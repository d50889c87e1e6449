//! Multi-start solution search.
//!
//! Builds one seed sequence per seed rule of the shop model, improves each
//! one, and keeps the best. Each seed is simulated with the machine policy
//! its rule implies, both when seeding and during improvement.

use rand::rngs::SmallRng;
use rand::{Rng, SeedableRng};
use serde::{Deserialize, Serialize};
use std::fmt;
use std::str::FromStr;
use tracing::{debug, info};

use crate::dispatching::Sequencer;
use crate::error::{Result, ScheduleError};
use crate::improvement::{Improver, ImproverConfig, SearchMethod};
use crate::models::{CompletionRecord, JobSet, Sequence, Time};
use crate::simulation::{ShopModel, ShopSimulator};

/// Run method as selected on the control surface.
#[derive(Debug, Clone, Copy, PartialEq, Eq, Hash, Serialize, Deserialize)]
pub enum Method {
    /// Dispatch with one rule, no improvement.
    None,
    /// Multi-start hill climbing.
    #[serde(rename = "Local Search")]
    LocalSearch,
    /// Multi-start threshold accepting.
    #[serde(rename = "Meta-Heuristic")]
    MetaHeuristic,
}

impl Method {
    /// Display label.
    pub fn label(self) -> &'static str {
        match self {
            Method::None => "None",
            Method::LocalSearch => SearchMethod::LocalSearch.label(),
            Method::MetaHeuristic => SearchMethod::MetaHeuristic.label(),
        }
    }

    /// Parses a method label. Fails with `UnknownMethod`.
    pub fn parse(label: &str) -> Result<Self> {
        [Method::None, Method::LocalSearch, Method::MetaHeuristic]
            .into_iter()
            .find(|m| m.label() == label.trim())
            .ok_or_else(|| ScheduleError::UnknownMethod(label.to_string()))
    }

    /// The improvement method, if any.
    pub fn search_method(self) -> Option<SearchMethod> {
        SearchMethod::try_from(self).ok()
    }
}

impl FromStr for Method {
    type Err = ScheduleError;

    fn from_str(s: &str) -> Result<Self> {
        Self::parse(s)
    }
}

impl fmt::Display for Method {
    fn fmt(&self, f: &mut fmt::Formatter<'_>) -> fmt::Result {
        f.write_str(self.label())
    }
}

impl From<SearchMethod> for Method {
    fn from(method: SearchMethod) -> Self {
        match method {
            SearchMethod::LocalSearch => Method::LocalSearch,
            SearchMethod::MetaHeuristic => Method::MetaHeuristic,
        }
    }
}

impl TryFrom<Method> for SearchMethod {
    type Error = ScheduleError;

    fn try_from(method: Method) -> Result<Self> {
        match method {
            Method::LocalSearch => Ok(SearchMethod::LocalSearch),
            Method::MetaHeuristic => Ok(SearchMethod::MetaHeuristic),
            Method::None => Err(ScheduleError::UnknownMethod(format!(
                "'{}' is not an improvement method",
                method.label()
            ))),
        }
    }
}

/// Search configuration.
///
/// # Example
/// ```
/// use u_shop::search::SearchConfig;
///
/// let config: SearchConfig = serde_json::from_str(r#"{"seed": 7}"#).unwrap();
/// assert_eq!(config.seed, Some(7));
/// assert_eq!(config.improver.iterations, 500);
/// ```
#[derive(Debug, Clone, Default, PartialEq, Serialize, Deserialize)]
#[serde(default)]
pub struct SearchConfig {
    /// Improvement loop parameters, shared by every seed.
    pub improver: ImproverConfig,
    /// RNG seed for reproducible runs; entropy-seeded when absent.
    pub seed: Option<u64>,
}

impl SearchConfig {
    /// Sets the improvement loop parameters.
    pub fn with_improver(mut self, improver: ImproverConfig) -> Self {
        self.improver = improver;
        self
    }

    /// Sets the RNG seed.
    pub fn with_seed(mut self, seed: u64) -> Self {
        self.seed = Some(seed);
        self
    }

    /// Random source for one run.
    pub fn rng(&self) -> SmallRng {
        match self.seed {
            Some(seed) => SmallRng::seed_from_u64(seed),
            None => SmallRng::from_os_rng(),
        }
    }
}

/// One seed sequence and its label.
#[derive(Debug, Clone, PartialEq, Serialize)]
pub struct SeedSequence {
    /// `Initial_sequence_<RULE>`.
    pub label: String,
    /// Sequence produced by the seed rule.
    pub sequence: Sequence,
}

/// Result of a search.
#[derive(Debug, Clone, Serialize)]
pub struct SearchOutcome {
    /// Winning sequence over all seeds.
    pub best_sequence: Sequence,
    /// Its completion record.
    pub best_record: CompletionRecord,
    /// Its makespan.
    pub best_makespan: Time,
    /// Seed sequences in seed-rule order.
    pub seed_sequences: Vec<SeedSequence>,
    /// Neighborhood moves over all seeds.
    pub move_count: usize,
}

/// Multi-start search over the seed rules of a shop model.
#[derive(Debug, Clone)]
pub struct SolutionSearch {
    simulator: ShopSimulator,
    method: SearchMethod,
    config: ImproverConfig,
}

impl SolutionSearch {
    /// Creates a search with the default improver configuration.
    pub fn new(simulator: ShopSimulator, method: SearchMethod) -> Self {
        Self {
            simulator,
            method,
            config: ImproverConfig::default(),
        }
    }

    /// Sets the improver configuration.
    pub fn with_config(mut self, config: ImproverConfig) -> Self {
        self.config = config;
        self
    }

    /// Runs the search.
    ///
    /// The seed with the strictly smallest best makespan wins; ties go to
    /// the earlier seed rule.
    pub fn run<R: Rng + ?Sized>(&self, jobs: &JobSet, rng: &mut R) -> Result<SearchOutcome> {
        self.config.validate()?;
        let model = self.simulator.model();
        info!(
            model = model.label(),
            machines = self.simulator.machine_count(),
            method = self.method.label(),
            jobs = jobs.len(),
            "solution search started"
        );

        let mut seed_sequences = Vec::with_capacity(3);
        let mut move_count = 0;
        let mut best: Option<(Sequence, CompletionRecord, Time)> = None;

        for rule in model.seed_rules() {
            let seed = Sequencer::new(rule).sequence(jobs)?;
            debug!(rule = rule.label(), sequence = %seed, "seed sequence built");

            let improver = Improver::new(self.simulator.for_rule(rule), self.method)
                .with_config(self.config.clone());
            let outcome = improver.improve(jobs, &seed, rng)?;
            move_count += outcome.move_count;
            info!(
                rule = rule.label(),
                makespan = outcome.best_makespan,
                moves = outcome.move_count,
                "seed improved"
            );

            let better = best
                .as_ref()
                .map_or(true, |(_, _, makespan)| outcome.best_makespan < *makespan);
            if better {
                best = Some((outcome.best_sequence, outcome.best_record, outcome.best_makespan));
            }
            seed_sequences.push(SeedSequence {
                label: format!("Initial_sequence_{}", rule.label()),
                sequence: seed,
            });
        }

        let (best_sequence, best_record, best_makespan) = best.ok_or_else(|| {
            ScheduleError::InvalidRule(format!("no seed rules for the {model} model"))
        })?;
        info!(makespan = best_makespan, moves = move_count, "solution search finished");

        Ok(SearchOutcome {
            best_sequence,
            best_record,
            best_makespan,
            seed_sequences,
            move_count,
        })
    }
}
· · · · ·
**Exercise instructions:**
An exact copy of every line from the one containing "info!(makespan = best_makespan, moves" through the last line of the entries is required; please add nothing.

**Solution to this task:**
        info!(makespan = best_makespan, moves = move_count, "solution search finished");

        Ok(SearchOutcome {
            best_sequence,
            best_record,
            best_makespan,
            seed_sequences,
            move_count,
        })
    }
}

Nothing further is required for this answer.